Adam Danz on 26 Nov 2019
If you end up giving that a try, keep in mind that the weights must be converted to integers and depending on how that's carried out, it could vastly increase the number of data points. Feel free to pull me in if you decide to go down this route and get stuck.
In a sense, by duplicating the values of the data being fit, you are strengthening their representation in the fit and that's kind of like weighting.
Kaashyap Pappu on 26 Nov 2019
The function fitgmdist fits a distribution to a given data set. This data set generally has points belonging to the same class therefore the ‘weight’ parameter is not needed, since you are essentially just fitting a distribution model to given data.
Functions such as fitcknn, fitcsvm have weights because those are classification models. Weights become essential when data from multiple classes is present for training, but there is a class imbalance, that is data points for each class are not in equal proportion. To account for this imbalance, weights are used and are essential input arguments.
Hope this helps!
Jeff Miller on 26 Nov 2019
It's not exactly clear (to me either) what it means to weight the different observations in this context, but maybe you have something like this in mind:
You have observations X(1:n) with weights W(1:n). Let sumW = sum(W).
Make a new dataset Y with (say) 10000 observations consisting of
round(W(1)/sumW*10000) copies of X(1)
round(W(2)/sumW*10000) copies of X(2)
etc--that is, round(W(i)/sumW*10000) copies of X(i)

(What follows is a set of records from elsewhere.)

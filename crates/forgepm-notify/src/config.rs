//! Configuration types for notification system

use crate::error::{NotifyError, Result};
use crate::event::EVENT_TYPES;
use serde::{Deserialize, Serialize};
use std::path::{Path, PathBuf};
use tracing::{debug, info};

/// Get the default notification config path
pub fn notify_config_path() -> PathBuf {
    forgepm_core::forgepm_home().join(forgepm_core::NOTIFY_FILE)
}

/// Notification configuration
#[derive(Debug, Clone, Serialize, Deserialize, Default)]
pub struct NotifyConfig {
    /// Discord webhook settings
    pub discord: Option<DiscordConfig>,

    /// Events to notify on (empty = all events)
    #[serde(default)]
    pub events: Vec<String>,
}

impl NotifyConfig {
    /// Load config from the default path
    pub fn load() -> Result<Self> {
        Self::load_from(&notify_config_path())
    }

    /// Load config from a specific path
    pub fn load_from(path: &Path) -> Result<Self> {
        if !path.exists() {
            debug!("Notify config not found at {:?}, using defaults", path);
            return Ok(Self::default());
        }

        let content = std::fs::read_to_string(path)?;
        let config: NotifyConfig = toml::from_str(&content)?;
        config.validate_events()?;

        debug!("Loaded notify config from {:?}", path);
        Ok(config)
    }

    /// Save config to the default path
    pub fn save(&self) -> Result<()> {
        self.save_to(&notify_config_path())
    }

    /// Save config to a specific path
    pub fn save_to(&self, path: &Path) -> Result<()> {
        if let Some(parent) = path.parent() {
            std::fs::create_dir_all(parent)?;
        }

        let content = toml::to_string_pretty(self)?;
        std::fs::write(path, &content)?;

        // The webhook URL is a bearer secret
        #[cfg(unix)]
        {
            use std::os::unix::fs::PermissionsExt;
            if let Err(e) = std::fs::set_permissions(path, std::fs::Permissions::from_mode(0o600)) {
                tracing::warn!("Failed to set config file permissions: {}", e);
            }
        }

        info!("Saved notify config to {:?}", path);
        Ok(())
    }

    /// Check if any notification channel is configured
    pub fn is_configured(&self) -> bool {
        self.discord
            .as_ref()
            .map(|d| !d.webhook_url.is_empty())
            .unwrap_or(false)
    }

    pub fn set_discord(&mut self, webhook_url: String) {
        self.discord = Some(DiscordConfig {
            webhook_url,
            username: None,
        });
    }

    pub fn remove_discord(&mut self) {
        self.discord = None;
    }

    pub fn set_events(&mut self, events: Vec<String>) {
        self.events = events;
    }

    /// Validate event names
    pub fn validate_events(&self) -> Result<()> {
        for event in &self.events {
            if !EVENT_TYPES.contains(&event.as_str()) {
                return Err(NotifyError::config(format!(
                    "Invalid event type '{}'. Valid types: {:?}",
                    event, EVENT_TYPES
                )));
            }
        }
        Ok(())
    }
}

/// Discord webhook configuration
#[derive(Debug, Clone, Serialize, Deserialize)]
pub struct DiscordConfig {
    pub webhook_url: String,

    /// Overrides the webhook's display name
    #[serde(default, skip_serializing_if = "Option::is_none")]
    pub username: Option<String>,
}
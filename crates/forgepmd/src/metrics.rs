//! Metrics history - one JSON file per instance and day

use chrono::{NaiveDate, Utc};
use forgepm_core::{JsonStore, MetricPoint, Result, UptimeStats};
use parking_lot::Mutex;
use std::path::PathBuf;
use std::sync::Arc;
use std::time::Duration;
use tokio::task::JoinHandle;
use tracing::{debug, warn};

use crate::registry::InstanceRegistry;

pub struct MetricsRecorder {
    store: JsonStore,
    registry: Arc<InstanceRegistry>,
    /// Serialises read-modify-write of the day files
    write_lock: Mutex<()>,
}

fn file_name(instance_id: &str, date: NaiveDate) -> String {
    format!("{}_{}.json", instance_id, date.format("%Y-%m-%d"))
}

impl MetricsRecorder {
    pub fn new(dir: impl Into<PathBuf>, registry: Arc<InstanceRegistry>) -> Self {
        Self {
            store: JsonStore::new(dir),
            registry,
            write_lock: Mutex::new(()),
        }
    }

    pub fn append(&self, instance_id: &str, point: MetricPoint) -> Result<()> {
        let name = file_name(instance_id, point.timestamp.date_naive());
        let _guard = self.write_lock.lock();
        let mut points: Vec<MetricPoint> = self.store.load_or_default(&name)?;
        points.push(point);
        self.store.save(&name, &points)
    }

    /// Points of one day, today when `date` is `None`
    pub fn history(&self, instance_id: &str, date: Option<NaiveDate>) -> Result<Vec<MetricPoint>> {
        let date = date.unwrap_or_else(|| Utc::now().date_naive());
        self.store.load_or_default(&file_name(instance_id, date))
    }

    /// Share of today's points where the server was up
    pub fn uptime(&self, instance_id: &str) -> Result<UptimeStats> {
        Ok(UptimeStats::from_points(&self.history(instance_id, None)?))
    }

    /// Sample one running instance; skipped until it has a resource sample
    pub async fn record(&self, instance_id: &str) -> Result<bool> {
        let supervisor = self.registry.supervisor(instance_id)?;
        if !supervisor.is_running() {
            return Ok(false);
        }
        let Some(sample) = supervisor.latest_sample() else {
            return Ok(false);
        };

        let (players, fps) = match self.registry.server_metrics(instance_id).await {
            Ok(metrics) => (metrics.player_count, metrics.fps.unwrap_or(0.0)),
            Err(e) => {
                debug!("No console metrics for {}: {}", instance_id, e);
                (0, 0.0)
            }
        };

        self.append(
            instance_id,
            MetricPoint {
                timestamp: Utc::now(),
                cpu: sample.cpu,
                ram: sample.memory_mb.round() as u64,
                players,
                fps,
            },
        )?;
        Ok(true)
    }

    pub async fn record_all(&self) {
        for id in self.registry.ids() {
            if let Err(e) = self.record(&id).await {
                warn!("Failed to record metrics for {}: {}", id, e);
            }
        }
    }

    pub fn spawn(self: Arc<Self>, period: Duration) -> JoinHandle<()> {
        tokio::spawn(async move {
            let mut interval = tokio::time::interval(period);
            loop {
                interval.tick().await;
                self.record_all().await;
            }
        })
    }
}

#[cfg(test)]
mod tests {
    use super::*;
    use crate::watchdog::{CrashLog, Watchdog, WatchdogPolicy};
    use chrono::{TimeZone, Utc};
    use forgepm_core::Settings;
    use forgepm_logs::LogSink;
    use forgepm_notify::mock::MockNotifier;
    use tempfile::TempDir;

    fn recorder(dir: &TempDir) -> MetricsRecorder {
        let sink = Arc::new(LogSink::default());
        let notifier = Arc::new(MockNotifier::new());
        let watchdog = Arc::new(Watchdog::new(
            WatchdogPolicy::default(),
            CrashLog::open(JsonStore::new(dir.path())).unwrap(),
            notifier.clone(),
            Arc::clone(&sink),
        ));
        let registry = InstanceRegistry::open(
            dir.path(),
            Arc::new(Settings::default()),
            watchdog,
            notifier,
            sink,
        )
        .unwrap();
        MetricsRecorder::new(dir.path().join("metrics"), Arc::new(registry))
    }

    fn point(cpu: f32, ram: u64) -> MetricPoint {
        MetricPoint {
            timestamp: Utc::now(),
            cpu,
            ram,
            players: 3,
            fps: 60.0,
        }
    }

    #[tokio::test]
    async fn test_append_and_history() {
        let dir = TempDir::new().unwrap();
        let recorder = recorder(&dir);

        recorder.append("eu", point(12.5, 2048)).unwrap();
        recorder.append("eu", point(10.0, 2050)).unwrap();

        let today = recorder.history("eu", None).unwrap();
        assert_eq!(today.len(), 2);
        assert_eq!(today[1].ram, 2050);

        let file = dir
            .path()
            .join("metrics")
            .join(format!("eu_{}.json", Utc::now().format("%Y-%m-%d")));
        assert!(file.exists());

        let other_day = NaiveDate::from_ymd_opt(2020, 1, 1).unwrap();
        assert!(recorder.history("eu", Some(other_day)).unwrap().is_empty());
    }

    #[tokio::test]
    async fn test_points_go_to_their_own_day() {
        let dir = TempDir::new().unwrap();
        let recorder = recorder(&dir);
        let mut old = point(1.0, 1);
        old.timestamp = Utc.with_ymd_and_hms(2024, 3, 9, 23, 59, 0).unwrap();
        recorder.append("eu", old).unwrap();

        let day = NaiveDate::from_ymd_opt(2024, 3, 9).unwrap();
        assert_eq!(recorder.history("eu", Some(day)).unwrap().len(), 1);
    }

    #[tokio::test]
    async fn test_uptime() {
        let dir = TempDir::new().unwrap();
        let recorder = recorder(&dir);
        assert_eq!(recorder.uptime("eu").unwrap(), UptimeStats::default());

        recorder.append("eu", point(5.0, 100)).unwrap();
        recorder.append("eu", point(0.0, 0)).unwrap();
        recorder.append("eu", point(0.0, 512)).unwrap();
        recorder.append("eu", point(3.0, 90)).unwrap();

        let stats = recorder.uptime("eu").unwrap();
        assert_eq!(stats.total_points, 4);
        assert_eq!(stats.online_points, 3);
        assert!((stats.uptime_percent - 75.0).abs() < f64::EPSILON);
    }

    #[tokio::test]
    async fn test_stopped_instance_is_not_recorded() {
        let dir = TempDir::new().unwrap();
        let recorder = recorder(&dir);
        assert!(!recorder.record("default").await.unwrap());
        recorder.record_all().await;
        assert!(recorder.history("default", None).unwrap().is_empty());
    }
}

Now use fitgmdist with Y. Every Y value will be weighted equally, but the different X's will have weights approximately proportional to their original W values--because their numbers will be in those proportions.
I hope that is clear.
Omkar Mulekar on 5 Jun 2020
There seems to be an answer in this paper:
They talk about a couple of methods for EM using weighted data. See if it's useful for you!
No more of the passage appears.